(GIVEN DATA)

/// Find the `dual_same_cell` partner of every half-edge.
///
/// Each half-edge is identified by its (sorted) end nodes and its cell.
/// After one sort by that key, the two half-edges of an edge in a cell
/// are next to each other; any other group size means the cell isn't a manifold.
fn pair_same_cell(halfedges: &mut [HalfEdge]) -> Result<(), HalfEdgeError> {
    let keys: Vec<(usize, usize, usize)> = halfedges
        .iter()
        .map(|he| {
            let (head, tail) = (he.node, halfedges[he.prev].node);
            (head.min(tail), head.max(tail), he.cell)
        })
        .collect();

    let sorted: Vec<usize> = (0..halfedges.len()).sorted_by_key(|&i| keys[i]).collect();
    log::trace!("sorted {} half-edges by edge and cell", sorted.len());

    let groups = sorted.iter().group_by(|&&i| keys[i]);
    for ((a, b, cell), group) in &groups {
        let members: Vec<usize> = group.copied().collect();
        let &[first, second] = members.as_slice() else {
            return Err(HalfEdgeError::NonManifoldEdge {
                nodes: [a, b],
                cell,
                count: members.len(),
            });
        };
        halfedges[first].dual_same_cell = second;
        halfedges[second].dual_same_cell = first;
    }

    Ok(())
}

/// Number the edges described by a set of half-edges.
///
/// Returns the edge index of each half-edge
/// and the node indices of each edge, in lexicographic order.
fn number_edges(halfedges: &[HalfEdge]) -> (Vec<usize>, Vec<[usize; 2]>) {
    let keys: Vec<[usize; 2]> = halfedges
        .iter()
        .map(|he| {
            let (head, tail) = (he.node, halfedges[he.prev].node);
            [head.min(tail), head.max(tail)]
        })
        .collect();

    let mut halfedge_edge = vec![0; halfedges.len()];
    let mut edge_nodes: Vec<[usize; 2]> = Vec::new();
    for he_idx in (0..halfedges.len()).sorted_unstable_by_key(|&i| keys[i]) {
        if edge_nodes.last() != Some(&keys[he_idx]) {
            edge_nodes.push(keys[he_idx]);
        }
        halfedge_edge[he_idx] = edge_nodes.len() - 1;
    }

    (halfedge_edge, edge_nodes)
}
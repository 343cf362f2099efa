//! Half-edge topology for 3D polyhedral meshes.
//!
//! A [`HalfEdgeMesh`] is built once from a conventional mesh
//! (anything implementing [`ConventionalMesh`], e.g. a [`PolyMesh3d`])
//! and afterwards answers topological questions
//! (the next half-edge around a face, the neighboring cell across a face,
//! the other half-edge of an edge in the same cell)
//! with plain array lookups.
//! These are what finite element assembly needs
//! to map local degrees of freedom to global ones.
//!
//! ```
//! # use hemesh::{mesh::two_tets, HalfEdgeMesh};
//! let mesh = HalfEdgeMesh::from_mesh(&two_tets()).expect("valid mesh");
//! let store = mesh.store();
//! // two half-edges per face edge
//! assert_eq!(store.halfedge_count(), 2 * 7 * 3);
//! // walk around the face a half-edge borders
//! for he in store.face_loop(store.halfedge_of_cell(0)) {
//!     let twin = store.dual_cross_face(he);
//!     assert_eq!(store.halfedge(twin).face, store.halfedge(he).face);
//! }
//! ```

#![warn(missing_docs)]

pub mod mesh;
#[doc(inline)]
pub use mesh::{CellKind, ConventionalMesh, FaceCells, MeshError, PolyMesh3d};

pub mod halfedge;
#[doc(inline)]
pub use halfedge::{
    AttributeData, BoundingBox, DataTable, EntityKind, FaceLoop, HalfEdge, HalfEdgeError,
    HalfEdgeMesh, HalfEdgeStore, HalfEdgeView, NodeDof, StoreOptions,
};

// nalgebra re-exports of common types for convenience

pub use nalgebra as na;
/// Type alias for a 3D `nalgebra` vector.
pub type Vec3 = na::Vector3<f64>;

(End GIVEN DATA)

From the data above, return every line from the line that has "set of half-edges." up to and including the line that has "pub use nalgebra as na;", exactly.

/// Number the edges described by a set of half-edges.
///
/// Returns the edge index of each half-edge
/// and the node indices of each edge, in lexicographic order.
fn number_edges(halfedges: &[HalfEdge]) -> (Vec<usize>, Vec<[usize; 2]>) {
    let keys: Vec<[usize; 2]> = halfedges
        .iter()
        .map(|he| {
            let (head, tail) = (he.node, halfedges[he.prev].node);
            [head.min(tail), head.max(tail)]
        })
        .collect();

    let mut halfedge_edge = vec![0; halfedges.len()];
    let mut edge_nodes: Vec<[usize; 2]> = Vec::new();
    for he_idx in (0..halfedges.len()).sorted_unstable_by_key(|&i| keys[i]) {
        if edge_nodes.last() != Some(&keys[he_idx]) {
            edge_nodes.push(keys[he_idx]);
        }
        halfedge_edge[he_idx] = edge_nodes.len() - 1;
    }

    (halfedge_edge, edge_nodes)
}
repository 343cf362f2099efa
//! Half-edge topology for 3D polyhedral meshes.
//!
//! A [`HalfEdgeMesh`] is built once from a conventional mesh
//! (anything implementing [`ConventionalMesh`], e.g. a [`PolyMesh3d`])
//! and afterwards answers topological questions
//! (the next half-edge around a face, the neighboring cell across a face,
//! the other half-edge of an edge in the same cell)
//! with plain array lookups.
//! These are what finite element assembly needs
//! to map local degrees of freedom to global ones.
//!
//! ```
//! # use hemesh::{mesh::two_tets, HalfEdgeMesh};
//! let mesh = HalfEdgeMesh::from_mesh(&two_tets()).expect("valid mesh");
//! let store = mesh.store();
//! // two half-edges per face edge
//! assert_eq!(store.halfedge_count(), 2 * 7 * 3);
//! // walk around the face a half-edge borders
//! for he in store.face_loop(store.halfedge_of_cell(0)) {
//!     let twin = store.dual_cross_face(he);
//!     assert_eq!(store.halfedge(twin).face, store.halfedge(he).face);
//! }
//! ```

#![warn(missing_docs)]

pub mod mesh;
#[doc(inline)]
pub use mesh::{CellKind, ConventionalMesh, FaceCells, MeshError, PolyMesh3d};

pub mod halfedge;
#[doc(inline)]
pub use halfedge::{
    AttributeData, BoundingBox, DataTable, EntityKind, FaceLoop, HalfEdge, HalfEdgeError,
    HalfEdgeMesh, HalfEdgeStore, HalfEdgeView, NodeDof, StoreOptions,
};

// nalgebra re-exports of common types for convenience

pub use nalgebra as na;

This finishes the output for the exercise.